======== Supplied records

//! Simulated payment processing.
//!
//! No external service is contacted. A payment method is validated, and on
//! success a [`Receipt`] with a masked description of the method is issued,
//! which is what gets stored on the reservation.

use std::fmt;

use serde::{Deserialize, Serialize};

use crate::error::{ReservationError, Result};

/// Fare charged for every seat, in centavos (PHP 500.00).
pub const FARE: u64 = 50_000;

const CENTAVOS_PER_PESO: u64 = 100;

/// Digits kept visible when masking an account or card number.
const VISIBLE_DIGITS: usize = 4;

/// How a passenger pays for a seat.
#[derive(Debug, Clone, Serialize, Deserialize, PartialEq, Eq)]
#[serde(tag = "method", rename_all = "lowercase")]
pub enum PaymentMethod {
    /// Mobile wallet identified by phone number
    GCash { number: String },

    /// Credit or debit card
    Card {
        number: String,
        /// `MM/YY`
        expiry: String,
        cvv: String,
    },
}

/// Proof of a processed payment.
#[derive(Debug, Clone, Serialize, Deserialize, PartialEq, Eq)]
pub struct Receipt {
    /// Masked method, e.g. `Card (****4242)`
    pub description: String,

    /// Amount charged, in centavos
    pub amount: u64,
}

impl fmt::Display for Receipt {
    fn fmt(&self, f: &mut fmt::Formatter<'_>) -> fmt::Result {
        write!(
            f,
            "{}.{:02} paid via {}",
            self.amount / CENTAVOS_PER_PESO,
            self.amount % CENTAVOS_PER_PESO,
            self.description
        )
    }
}

impl PaymentMethod {
    /// Validates the method and charges `amount` centavos.
    ///
    /// # Errors
    ///
    /// Returns `ReservationError::InvalidInput` naming the offending field
    /// when a number is not all digits or shorter than four digits, the
    /// expiry is not `MM/YY` with a month from 01 to 12, the CVV is not
    /// three or four digits, or the amount is zero.
    pub fn process(&self, amount: u64) -> Result<Receipt> {
        if amount == 0 {
            return Err(ReservationError::invalid_input("amount")
                .with_reason("Amount must be greater than zero"));
        }

        let description = match self {
            PaymentMethod::GCash { number } => {
                validate_number("gcash number", number)?;
                format!("GCash ({})", mask(number))
            }
            PaymentMethod::Card {
                number,
                expiry,
                cvv,
            } => {
                validate_number("card number", number)?;
                validate_expiry(expiry)?;
                if !(3..=4).contains(&cvv.len()) || !is_digits(cvv) {
                    return Err(ReservationError::invalid_input("cvv")
                        .with_reason("CVV must be 3 or 4 digits"));
                }
                format!("Card ({})", mask(number))
            }
        };

        Ok(Receipt {
            description,
            amount,
        })
    }
}

fn is_digits(value: &str) -> bool {
    !value.is_empty() && value.bytes().all(|b| b.is_ascii_digit())
}

fn validate_number(field: &str, number: &str) -> Result<()> {
    if !is_digits(number) {
        return Err(ReservationError::invalid_input(field).with_reason("Must contain only digits"));
    }
    if number.len() < VISIBLE_DIGITS {
        return Err(ReservationError::invalid_input(field)
            .with_reason(format!("Must be at least {VISIBLE_DIGITS} digits")));
    }
    Ok(())
}

fn validate_expiry(expiry: &str) -> Result<()> {
    let invalid = || ReservationError::invalid_input("expiry").with_reason("Expected MM/YY");
    let (month, year) = expiry.split_once('/').ok_or_else(invalid)?;
    if month.len() != 2 || year.len() != 2 || !is_digits(month) || !is_digits(year) {
        return Err(invalid());
    }
    match month.parse::<u8>() {
        Ok(1..=12) => Ok(()),
        _ => Err(invalid()),
    }
}

fn mask(number: &str) -> String {
    let tail = &number[number.len() - VISIBLE_DIGITS..];
    format!("****{tail}")
}
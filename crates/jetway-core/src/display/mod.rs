//! Display formatting for domain models and operation results.
//!
//! Domain models implement [`std::fmt::Display`] directly (see [`models`]),
//! producing markdown suitable for the terminal renderer. Collections are
//! wrapped in newtypes so empty results read naturally, and create, update
//! and delete operations are reported through result wrappers.
//!
//! ```text
//! ┌─────────────────┐    ┌─────────────────┐    ┌─────────────────┐
//! │  Domain Models  │    │ Collections &   │    │   Markdown      │
//! │ (Flight, Seats) │───▶│ Result Wrappers │───▶│    Output       │
//! └─────────────────┘    └─────────────────┘    └─────────────────┘
//! ```
//!
//! # Examples
//!
//! ```rust
//! use jetway_core::{
//!     display::{CreateResult, OperationStatus},
//!     models::{Account, Role},
//! };
//!
//! let account = Account {
//!     username: "maria".to_string(),
//!     password: "s3cret".to_string(),
//!     name: "Maria Santos".to_string(),
//!     role: Role::Customer,
//! };
//!
//! let output = CreateResult::new(account).to_string();
//! assert!(output.contains("Registered customer account 'maria'"));
//!
//! let status = OperationStatus::success("Seat released".to_string());
//! assert!(status.to_string().starts_with("Success:"));
//! ```

pub mod collections;
pub mod datetime;
pub mod models;
pub mod results;
pub mod status;

pub use collections::{Accounts, Flights, Reservations};
pub use datetime::LocalDateTime;
pub use results::{CreateResult, DeleteResult, UpdateResult};
pub use status::OperationStatus;
//! The [`Agency`] application context.
//!
//! An agency owns every collection (flights with their seat maps,
//! reservations, waiting lists and accounts) together with the storage
//! they are persisted to. Operations that change state take `&mut self`
//! and write the affected files before returning, so a fresh agency built
//! over the same storage sees the change.
//!
//! ```text
//! ┌─────────────────┐    ┌─────────────────┐    ┌─────────────────┐
//! │   Operations    │    │     Agency      │    │     Storage     │
//! │ (flight_ops,    │───▶│  (owned state,  │───▶│  (flat files /  │
//! │  ledger, ...)   │    │   seat maps)    │    │    in memory)   │
//! └─────────────────┘    └─────────────────┘    └─────────────────┘
//! ```
//!
//! Role checks for administrative operations happen where credentials are
//! checked (see [`Agency::authenticate`]); operations whose outcome depends
//! on who is asking, such as cancelling a reservation, take the acting
//! [`Account`].
//!
//! # Examples
//!
//! ```rust
//! use jetway_core::{
//!     AgencyBuilder, MemoryStorage,
//!     params::{BookSeat, CreateFlight, Register},
//!     models::Role,
//!     payment::PaymentMethod,
//! };
//!
//! let mut agency = AgencyBuilder::new()
//!     .with_storage(MemoryStorage::new())
//!     .build()?;
//!
//! let flight = agency.create_flight(&CreateFlight {
//!     airline: "Cebu Pacific".to_string(),
//!     plane_id: "RP-C7261".to_string(),
//!     capacity: 4,
//!     destination: "Manila to Cebu".to_string(),
//!     departure: "08:15".to_string(),
//!     arrival: "09:30".to_string(),
//! })?;
//!
//! let maria = agency.register(&Register {
//!     username: "maria".to_string(),
//!     password: "s3cret".to_string(),
//!     name: "Maria Santos".to_string(),
//!     role: Role::Customer,
//! })?;
//!
//! let reservation = agency.book_seat(&maria, &BookSeat {
//!     flight_id: flight.id.clone(),
//!     seat: Some("1c".to_string()),
//!     payment: PaymentMethod::GCash { number: "09171234321".to_string() },
//! })?;
//! assert_eq!(reservation.seat, "1C");
//! assert_eq!(agency.get_flight(&flight.id)?.available_seats(), 3);
//! # Ok::<(), jetway_core::ReservationError>(())
//! ```

use std::collections::BTreeMap;

pub mod account_ops;
pub mod builder;
pub mod flight_ops;
mod ids;
mod persistence;
pub mod reservation_ops;
pub mod waitlist_ops;

#[cfg(test)]
mod tests;

pub use builder::AgencyBuilder;

use self::ids::IdGenerator;
use crate::{
    error::{ReservationError, Result},
    models::{Account, Flight, Reservation, WaitingList},
    store::Storage,
};

/// Owned application state plus its storage handle.
pub struct Agency {
    storage: Box<dyn Storage>,
    flights: Vec<Flight>,
    reservations: Vec<Reservation>,
    waiting_lists: BTreeMap<String, WaitingList>,
    accounts: Vec<Account>,
    ids: IdGenerator,
}

impl std::fmt::Debug for Agency {
    fn fmt(&self, f: &mut std::fmt::Formatter<'_>) -> std::fmt::Result {
        f.debug_struct("Agency")
            .field("flights", &self.flights)
            .field("reservations", &self.reservations)
            .field("waiting_lists", &self.waiting_lists)
            .field("accounts", &self.accounts)
            .field("ids", &self.ids)
            .finish_non_exhaustive()
    }
}

impl Agency {
    fn flight_index(&self, id: &str) -> Result<usize> {
        self.flights
            .iter()
            .position(|flight| flight.id == id)
            .ok_or_else(|| ReservationError::FlightNotFound { id: id.to_string() })
    }

    fn flight_mut(&mut self, id: &str) -> Result<&mut Flight> {
        let index = self.flight_index(id)?;
        Ok(&mut self.flights[index])
    }

    fn reservation_index(&self, id: &str) -> Result<usize> {
        self.reservations
            .iter()
            .position(|reservation| reservation.id == id)
            .ok_or_else(|| ReservationError::ReservationNotFound { id: id.to_string() })
    }

    fn account_index(&self, username: &str) -> Result<usize> {
        self.accounts
            .iter()
            .position(|account| account.username == username)
            .ok_or_else(|| ReservationError::AccountNotFound {
                username: username.to_string(),
            })
    }

    fn waiting_list_mut(&mut self, flight_id: &str) -> &mut WaitingList {
        self.waiting_lists
            .entry(flight_id.to_string())
            .or_insert_with(|| WaitingList::new(flight_id))
    }
}

/// Rejects empty text and text that would break the comma-separated
/// record files.
pub(crate) fn validate_text(field: &str, value: &str) -> Result<()> {
    if value.trim().is_empty() {
        return Err(ReservationError::invalid_input(field).with_reason("Must not be empty"));
    }
    if value.contains(|c| matches!(c, ',' | '\n' | '\r')) {
        return Err(ReservationError::invalid_input(field)
            .with_reason("Must not contain commas or line breaks"));
    }
    Ok(())
}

================

# What you are asked to do:
Find the word "Role" in the entries, and copy every line it shows up in.

# Answer to this problem:
//!     models::{Account, Role},
//!     role: Role::Customer,
//! Role checks for administrative operations happen where credentials are
//!     models::Role,
//!     role: Role::Customer,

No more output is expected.